IT Life: Colin Lees, BT Business & Public Sector CIO
Colin Lees talks BT-EE integration, the cloud services and his love of Spotify
What is your role and who do you work for?
I’m the CIO of BT Business and Public Sector. It was created in April 2016 to look after businesses of all sizes and public sector organisations.
There are two main parts to my role: ensuring our 12,000 employees have access to the right technology to do their jobs effectively, and designing and building products to help our customers solve challenges and seize opportunities.
To do this I try to spend time with our customers’ CIOs, understanding their environments and the issues they face; it’s one of the most important and interesting parts of my job.
How long have you been in IT?
I joined BT as a 17 year-old software developer. It was great to be learning on the job while studying at the same time. After I graduated, I worked at BT full-time and have done so ever since. I often joke that I’m a bit of an accidental CIO.
I did so many different technical roles at BT that eventually CIO was the only role I had yet to do!
Seriously though, the range of jobs I’ve had provided me with a skillset and a perspective on the business that the CIO really needs. It also helped me to fill the gap between business and technology, something I think is crucial for all CIOs today.
What is your most interesting project to date?
At the moment I’m working on the integration of EE into BT. We want to be fully integrated as quickly as possible so that we have joint business operations to ensure we have that so-important, single view of the customer.

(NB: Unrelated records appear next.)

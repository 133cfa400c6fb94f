//! Image output: render a composed dataset list to **SVG** or **PNG** with plotters.
//!
//! - Bar datasets are drawn as grouped bars per month, line datasets as polylines with markers
//! - Border width, dash pattern and fill come straight from the styled datasets
//! - Locale-aware tick labels (`30,000` vs `30.000`) and a legend band on top
//!
//! Text needs a TrueType font (`ChartOptions::font`) because the `ab_glyph` path does not
//! discover OS fonts. Without one, only geometry (bars, lines, markers, grid) is drawn.

pub mod text;
pub mod util;

use crate::dataset::{ChartDataset, DatasetKind};
use crate::format::format_tick;
use crate::sink::{ChartOptions, ChartSink};
use anyhow::{Context, Result, anyhow, bail};
use log::info;

use plotters::backend::DrawingBackend;
use plotters::coord::Shift;
use plotters::prelude::*;
use plotters::style::{FontFamily, FontStyle};

use plotters_bitmap::BitMapBackend;
use plotters_svg::SVGBackend;

use std::path::{Path, PathBuf};
use std::sync::Mutex;

use text::{SWATCH_PX, estimate_text_width_px, layout_legend};
use util::{
    bar_datasets, bar_extent, bar_fill, dash_polyline, line_datasets, slot_center, to_plotters,
    value_range,
};

const MARGIN: i32 = 16;
const FONT_PX: u32 = 12;
const GRID_LINES: usize = 8;
const GRID_COLOR: RGBColor = RGBColor(224, 224, 224);
const MARKER_RADIUS: i32 = 3;

/// Font currently registered as "sans-serif".
static REGISTERED_FONT: Mutex<Option<PathBuf>> = Mutex::new(None);

fn register_font_file(path: &Path) -> Result<()> {
    let mut current = REGISTERED_FONT
        .lock()
        .map_err(|_| anyhow!("font registry lock poisoned"))?;
    if current.as_deref() == Some(path) {
        return Ok(());
    }
    let bytes = std::fs::read(path).with_context(|| format!("reading font {}", path.display()))?;
    // plotters keeps a reference for the lifetime of the process
    let bytes: &'static [u8] = Box::leak(bytes.into_boxed_slice());
    plotters::style::register_font("sans-serif", FontStyle::Normal, bytes)
        .map_err(|_| anyhow!("invalid font {}", path.display()))?;
    *current = Some(path.to_path_buf());
    Ok(())
}

fn plot_err<E: std::fmt::Debug>(e: E) -> anyhow::Error {
    anyhow!("{:?}", e)
}

/// Sink that redraws an image file on every render. The format follows the extension:
/// `.svg` for SVG, anything else goes through the bitmap backend.
#[derive(Debug, Clone)]
pub struct PlottersSink {
    path: PathBuf,
}

impl PlottersSink {
    pub fn new<P: Into<PathBuf>>(path: P) -> Self {
        Self { path: path.into() }
    }

    pub fn path(&self) -> &Path {
        &self.path
    }
}

impl ChartSink for PlottersSink {
    fn render(
        &mut self,
        labels: &[String],
        datasets: &[ChartDataset],
        options: &ChartOptions,
    ) -> Result<()> {
        render_chart(labels, datasets, options, &self.path)
    }
}

/// Render one frame to `out_path`.
pub fn render_chart<P: AsRef<Path>>(
    labels: &[String],
    datasets: &[ChartDataset],
    options: &ChartOptions,
    out_path: P,
) -> Result<()> {
    if options.width == 0 || options.height == 0 {
        bail!("chart size must be non-zero, got {}x{}", options.width, options.height);
    }
    let with_text = match options.font.as_deref() {
        Some(font) => {
            register_font_file(font)?;
            true
        }
        None => false,
    };

    let out_path = out_path.as_ref();
    let path_string = out_path.to_string_lossy().into_owned();
    let size = (options.width, options.height);

    if out_path.extension().and_then(|s| s.to_str()) == Some("svg") {
        let root = SVGBackend::new(path_string.as_str(), size).into_drawing_area();
        draw_chart(root, labels, datasets, options, with_text)?;
    } else {
        let root = BitMapBackend::new(path_string.as_str(), size).into_drawing_area();
        draw_chart(root, labels, datasets, options, with_text)?;
    }
    info!("rendered {} dataset(s) to {}", datasets.len(), out_path.display());
    Ok(())
}

fn draw_chart<DB>(
    root: DrawingArea<DB, Shift>,
    labels: &[String],
    datasets: &[ChartDataset],
    options: &ChartOptions,
    with_text: bool,
) -> Result<()>
where
    DB: DrawingBackend,
{
    root.fill(&WHITE).map_err(plot_err)?;
    let (root_w, _root_h) = root.dim_in_pixel();

    // ----------------------------
    // 1) Legend band (text only)
    // ----------------------------
    let legend_texts: Vec<String> = datasets.iter().map(|d| d.label.clone()).collect();
    let (slots, legend_h) = if with_text {
        layout_legend(&legend_texts, FONT_PX, MARGIN, root_w as i32 - MARGIN)
    } else {
        (Vec::new(), 0)
    };
    let (legend_area, plot_area) = root.split_vertically(legend_h);

    // ----------------------------
    // 2) Coordinate system: 12 month slots of width 1
    // ----------------------------
    let (y_min, y_max) = value_range(datasets);
    let mut builder = ChartBuilder::on(&plot_area);
    builder.margin(MARGIN as u32);
    if with_text {
        builder
            .set_label_area_size(LabelAreaPosition::Left, 72)
            .set_label_area_size(LabelAreaPosition::Bottom, 28);
        if !options.title.trim().is_empty() {
            builder.caption(options.title.trim(), (FontFamily::SansSerif, 20));
        }
    }
    let mut chart = builder
        .build_cartesian_2d(0f64..12f64, y_min..y_max)
        .map_err(plot_err)?;

    if with_text {
        let locale = options.locale.clone();
        let y_label_fmt = |v: &f64| format_tick(*v, &locale);
        chart
            .configure_mesh()
            .disable_x_mesh()
            .disable_x_axis()
            .y_labels(GRID_LINES)
            .y_label_formatter(&y_label_fmt)
            .light_line_style(WHITE)
            .bold_line_style(GRID_COLOR)
            .label_style((FontFamily::SansSerif, 12))
            .draw()
            .map_err(plot_err)?;
    } else {
        for k in 0..=GRID_LINES {
            let y = y_min + (y_max - y_min) * k as f64 / GRID_LINES as f64;
            chart
                .draw_series(std::iter::once(PathElement::new(
                    vec![(0.0, y), (12.0, y)],
                    GRID_COLOR.stroke_width(1),
                )))
                .map_err(plot_err)?;
        }
    }
    chart
        .draw_series(std::iter::once(PathElement::new(
            vec![(0.0, 0.0), (12.0, 0.0)],
            BLACK.stroke_width(1),
        )))
        .map_err(plot_err)?;

    // ----------------------------
    // 3) Bars, grouped per month in list order
    // ----------------------------
    let bars = bar_datasets(datasets, options.base_kind);
    let n_bars = bars.len();
    for (idx, ds) in bars.iter().enumerate() {
        let fill = to_plotters(bar_fill(ds));
        chart
            .draw_series(ds.data.iter().enumerate().map(|(m, v)| {
                let (x0, x1) = bar_extent(m, idx, n_bars);
                Rectangle::new([(x0, 0f64.min(*v)), (x1, 0f64.max(*v))], fill.filled())
            }))
            .map_err(plot_err)?;
        if ds.border_width > 0 {
            let border = to_plotters(ds.border_color).stroke_width(ds.border_width);
            chart
                .draw_series(ds.data.iter().enumerate().map(|(m, v)| {
                    let (x0, x1) = bar_extent(m, idx, n_bars);
                    Rectangle::new([(x0, 0f64.min(*v)), (x1, 0f64.max(*v))], border)
                }))
                .map_err(plot_err)?;
        }
    }

    // ----------------------------
    // 4) Lines on top, dashed where the dataset asks for it
    // ----------------------------
    for ds in line_datasets(datasets, options.base_kind) {
        let color = to_plotters(ds.border_color);
        let points: Vec<(f64, f64)> = ds
            .data
            .iter()
            .enumerate()
            .map(|(m, v)| (slot_center(m), *v))
            .collect();

        if ds.border_width > 0 {
            let stroke = color.stroke_width(ds.border_width);
            match ds.border_dash.as_deref() {
                Some(pattern) if pattern.iter().any(|p| *p > 0) => {
                    let px: Vec<(i32, i32)> = points.iter().map(|p| chart.backend_coord(p)).collect();
                    for piece in dash_polyline(&px, pattern) {
                        root.draw(&PathElement::new(piece, stroke))
                            .map_err(plot_err)?;
                    }
                }
                _ => {
                    chart
                        .draw_series(LineSeries::new(points.clone(), stroke))
                        .map_err(plot_err)?;
                }
            }
        }
        chart
            .draw_series(
                points
                    .iter()
                    .map(|p| Circle::new(*p, MARKER_RADIUS, color.filled())),
            )
            .map_err(plot_err)?;
    }

    // ----------------------------
    // 5) Month labels and legend
    // ----------------------------
    if with_text {
        for (m, label) in labels.iter().enumerate().take(12) {
            let (px, py) = chart.backend_coord(&(slot_center(m), y_min));
            let half = estimate_text_width_px(label, FONT_PX) as i32 / 2;
            root.draw(&Text::new(
                label.clone(),
                (px - half, py + 8),
                (FontFamily::SansSerif, 12),
            ))
            .map_err(plot_err)?;
        }

        for (slot, ds) in slots.iter().zip(datasets) {
            let swatch = match ds.kind_or(options.base_kind) {
                DatasetKind::Bar => bar_fill(ds),
                DatasetKind::Line => ds.border_color,
            };
            legend_area
                .draw(&Rectangle::new(
                    [(slot.x, slot.y + 1), (slot.x + 12, slot.y + 13)],
                    to_plotters(swatch).filled(),
                ))
                .map_err(plot_err)?;
            legend_area
                .draw(&Text::new(
                    ds.label.clone(),
                    (slot.x + SWATCH_PX, slot.y),
                    (FontFamily::SansSerif, 12),
                ))
                .map_err(plot_err)?;
        }
    }

    root.present().map_err(plot_err)?;
    Ok(())
}
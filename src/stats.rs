use crate::models::{Metric, PERIODS, YearlySummary};
use crate::series::PeriodSeriesBuilder;
use serde::{Deserialize, Serialize};
use std::collections::BTreeSet;

/// Totals of one fiscal year over its first `period_count` periods.
#[derive(Debug, Clone, Serialize, Deserialize, PartialEq)]
pub struct YearTotals {
    pub year: i32,
    pub period_count: usize,
    pub sales: f64,
    pub gross_profit: f64,
    pub operating_profit: f64,
    /// Distinct in-range periods that carried a record.
    pub months_with_data: usize,
    /// Gross profit as percent of sales; `None` unless sales are positive.
    pub gross_margin: Option<f64>,
    pub operating_margin: Option<f64>,
}

/// Sum each metric over periods `1..=period_count` (clamped to 12).
pub fn year_totals(summary: &YearlySummary, period_count: usize) -> YearTotals {
    let period_count = period_count.min(PERIODS);
    let sum = |metric: Metric| -> f64 {
        PeriodSeriesBuilder::densify(&summary.records, metric)[..period_count]
            .iter()
            .sum()
    };
    let sales = sum(Metric::Sales);
    let gross_profit = sum(Metric::GrossProfit);
    let operating_profit = sum(Metric::OperatingProfit);
    let months_with_data = summary
        .records
        .iter()
        .filter_map(|r| r.slot())
        .collect::<BTreeSet<_>>()
        .len();
    let margin = |v: f64| {
        if sales > 0.0 {
            Some(v / sales * 100.0)
        } else {
            None
        }
    };
    YearTotals {
        year: summary.year,
        period_count,
        sales,
        gross_profit,
        operating_profit,
        months_with_data,
        gross_margin: margin(gross_profit),
        operating_margin: margin(operating_profit),
    }
}

/// Newest year (full year) against the previous year limited to the same number of periods
/// the newest year has data for. Input is oldest-first; needs at least two years.
pub fn same_period_comparison(normalized: &[YearlySummary]) -> Option<(YearTotals, YearTotals)> {
    let [.., previous, latest] = normalized else {
        return None;
    };
    let current = year_totals(latest, PERIODS);
    let prior = year_totals(previous, current.months_with_data);
    Some((current, prior))
}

What makes this project really interesting is the light it shines on the evolution of technology. Compared to five years ago, or even three, we’re able to tackle integration in a totally different way.
The old approach to integration was a convoluted process that involved looking at the old technology stack and then building a new stack. It took a very long time.

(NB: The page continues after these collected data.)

//! fiscal_chart
//!
//! Turns per-year monthly fiscal summaries (sales, gross profit, operating profit) and an
//! optional budget into the dataset list of a bar/line combination chart. Pairs with the
//! `fiscal-chart` CLI.
//!
//! ### Features
//! - Sparse monthly records → dense 12-slot series per metric and year
//! - Relative-position styling: oldest year dashed, previous year gray-tinted, newest year bold
//! - Budget overlay appended to every metric list as a dashed line
//! - Toggleable gross/operating profit overlays, recomputed from immutable base lists
//! - Output as Chart.js config JSON, SVG/PNG via plotters, or CSV of the dense series
//!
//! ### Example
//! ```
//! use fiscal_chart::{ChartOptions, FiscalChart, MemorySink, ToggleEvent};
//! use fiscal_chart::storage::parse_input;
//!
//! let input = parse_input(r#"{
//!     "monthly_summaries": [
//!         {"year": 2024, "data": [{"period": 12, "sales": 500}]},
//!         {"year": 2023, "data": []}
//!     ],
//!     "budget": {"sales": [0,0,0,0,0,0,0,0,0,0,0,1000]},
//!     "latest_year": 2024
//! }"#)?;
//!
//! let mut chart = FiscalChart::new(&input, ChartOptions::default());
//! let mut sink = MemorySink::new();
//! chart.mount(&mut sink)?;
//! let datasets = chart.handle(ToggleEvent::GrossProfit(true), &mut sink)?;
//! assert_eq!(datasets[1].label, "2024 sales");
//! assert_eq!(datasets[2].label, "2024 sales (budget)");
//! assert_eq!(sink.frames.len(), 2);
//! # Ok::<(), anyhow::Error>(())
//! ```

pub mod budget;
pub mod compose;
pub mod dataset;
pub mod format;
pub mod models;
pub mod series;
pub mod sink;
pub mod stats;
pub mod storage;
pub mod style;
pub mod viz;

pub use budget::BudgetOverlayInjector;
pub use compose::{FiscalChart, ToggleEvent, compose};
pub use dataset::{ChartDataset, DatasetKind, MetricDatasets};
pub use models::{
    BudgetSeries, ChartInput, DenseSeries, Metric, MonthRecord, ToggleState, YearlySummary,
};
pub use series::{MetricSeries, PeriodSeriesBuilder, normalize};
pub use sink::{ChartOptions, ChartSink, JsonConfigSink, MemorySink};
pub use style::{Rgba, style_series};
pub use viz::PlottersSink;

Now with cloud based solutions, like those provided by Salesforce, integrating with our existing IT, we’re able to hide the complex underlying estate. Thanks to cloud based integration layers, the single customer view will be available to employees very quickly, while in the background we can get on with the job of simplifying the IT estate.

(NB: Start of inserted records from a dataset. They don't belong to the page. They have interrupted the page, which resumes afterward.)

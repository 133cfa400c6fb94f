use fiscal_chart::format::{
    DEFAULT_UNIT, fiscal_month_labels, format_amount, format_tick, resolve_month_labels,
};

#[test]
fn amounts_group_thousands_and_append_unit() {
    assert_eq!(format_amount(1_234_567.0, "ja", DEFAULT_UNIT), "1,234,567 千円");
    assert_eq!(format_amount(1_234_567.0, "de", "EUR"), "1.234.567 EUR");
    assert_eq!(format_amount(-2500.4, "en", ""), "-2,500");
}

#[test]
fn ticks_round_and_ignore_non_finite() {
    assert_eq!(format_tick(999.6, "ja"), "1,000");
    assert_eq!(format_tick(f64::NAN, "ja"), "0");
    assert_eq!(format_tick(30_000.0, "unknown"), "30,000");
}

#[test]
fn december_close_starts_in_january() {
    let labels = fiscal_month_labels(12);
    let expected: Vec<String> = (1..=12).map(|i| i.to_string()).collect();
    assert_eq!(labels, expected);
}

#[test]
fn march_close_starts_in_april() {
    let labels = fiscal_month_labels(3);
    assert_eq!(labels[..3], ["4", "5", "6"]);
    assert_eq!(labels[9..], ["1", "2", "3"]);
}

#[test]
fn explicit_labels_win_and_are_padded() {
    let explicit = vec!["Apr".to_string(), "May".to_string()];
    let labels = resolve_month_labels(Some(explicit.as_slice()), Some(3));
    assert_eq!(labels.len(), 12);
    assert_eq!(labels[0], "Apr");
    assert_eq!(labels[2], "3");

    assert_eq!(resolve_month_labels(None, Some(13))[0], "1");
    assert_eq!(resolve_month_labels(Some(&[][..]), Some(6))[0], "7");
}
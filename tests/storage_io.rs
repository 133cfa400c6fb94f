use fiscal_chart::models::ToggleState;
use fiscal_chart::{ChartOptions, FiscalChart, storage};
use std::fs;
use tempfile::tempdir;

const INPUT: &str = r#"{
    "monthly_summaries": [
        {"year": "2024", "data": [
            {"period": "12", "sales": "1,500", "gross_profit": 600, "operating_profit": null}
        ]},
        {"year": 2023, "records": [
            {"period": 1, "sales": 100, "gross_profit": 40, "operating_profit": 10},
            {"period": null, "sales": 999}
        ]}
    ],
    "months_label": [4, 5, 6, 7, 8, 9, 10, 11, 12, 1, 2, 3]
}"#;

#[test]
fn load_lenient_input_from_file() {
    let dir = tempdir().unwrap();
    let path = dir.path().join("input.json");
    fs::write(&path, INPUT).unwrap();

    let input = storage::load_input(&path).unwrap();
    assert_eq!(input.monthly_summaries.len(), 2);
    assert_eq!(input.monthly_summaries[0].year, 2024);
    assert_eq!(input.monthly_summaries[0].records[0].sales, 1500.0);
    assert_eq!(input.monthly_summaries[0].records[0].operating_profit, 0.0);
    assert_eq!(input.monthly_summaries[1].records[1].period, None);
    assert_eq!(input.months_label.as_ref().unwrap()[0], "4");
}

#[test]
fn missing_file_reports_path() {
    let dir = tempdir().unwrap();
    let path = dir.path().join("nope.json");
    let err = storage::load_input(&path).unwrap_err();
    assert!(format!("{:#}", err).contains("nope.json"));
}

#[test]
fn malformed_json_is_an_error() {
    assert!(storage::parse_input("{ not json").is_err());
}

#[test]
fn save_series_csv_and_datasets_json() {
    let dir = tempdir().unwrap();
    let input = storage::parse_input(INPUT).unwrap();
    let chart = FiscalChart::new(&input, ChartOptions::default());

    let csv_path = dir.path().join("series.csv");
    storage::save_series_csv(chart.series(), &csv_path).unwrap();
    let csv_txt = fs::read_to_string(&csv_path).unwrap();
    let mut lines = csv_txt.lines();
    assert_eq!(lines.next(), Some("year,metric,period,value"));
    // 2 years × 3 metrics × 12 periods
    assert_eq!(lines.count(), 72);
    assert!(csv_txt.contains("2024,sales,12,1500.0"));
    assert!(csv_txt.contains("2023,gross_profit,1,40.0"));

    let json_path = dir.path().join("datasets.json");
    let datasets = chart.recompute(ToggleState::new(true, false));
    storage::save_json(&datasets, &json_path).unwrap();
    let v: serde_json::Value = serde_json::from_str(&fs::read_to_string(&json_path).unwrap()).unwrap();
    let arr = v.as_array().unwrap();
    assert_eq!(arr.len(), 4);
    assert_eq!(arr[0]["label"], "2023 sales");
    assert_eq!(arr[0]["borderDash"], serde_json::json!([2, 3]));
    assert_eq!(arr[1]["backgroundColor"], "rgba(90, 90, 90, 0.6)");
    assert_eq!(arr[2]["type"], "line");
    assert!(arr[0].get("metric").is_none());
}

What is your biggest challenge at the moment?
It’s probably the EE-BT integration because it’s high-profile, because the benefits it will deliver to customers are huge and because it must be ready on time. It’s for these reasons we are leveraging some cloud based tools.
What technology were you working with ten years ago?
In reality, ten years ago I was working with very similar technology to five years ago – I think the big changes have come in the past five years. For example, in 2010 I was building a new stack to host fixed-line products like voice, broadband and Office 365.
It was a classic, large-scale IT project of the time. It took us three years to build the stack and a further two years to migrate the customers.
Only then, after five years were we able to derive any benefit. When you look back now, it seems incredible: five years from commencement to benefit realisation! Leveraging cloud based services like Salesforce we’re unlocking benefits after five months instead of two years. That’s a huge change.
What is your favourite technology of all time?
I think it has to be cloud computing. It is such an enabler and that’s what business technology these days is all about: enabling innovation, growth, smarter processes, efficiency and collaboration. We’ve certainly come a long way since the days of IT being seen as a cost centre.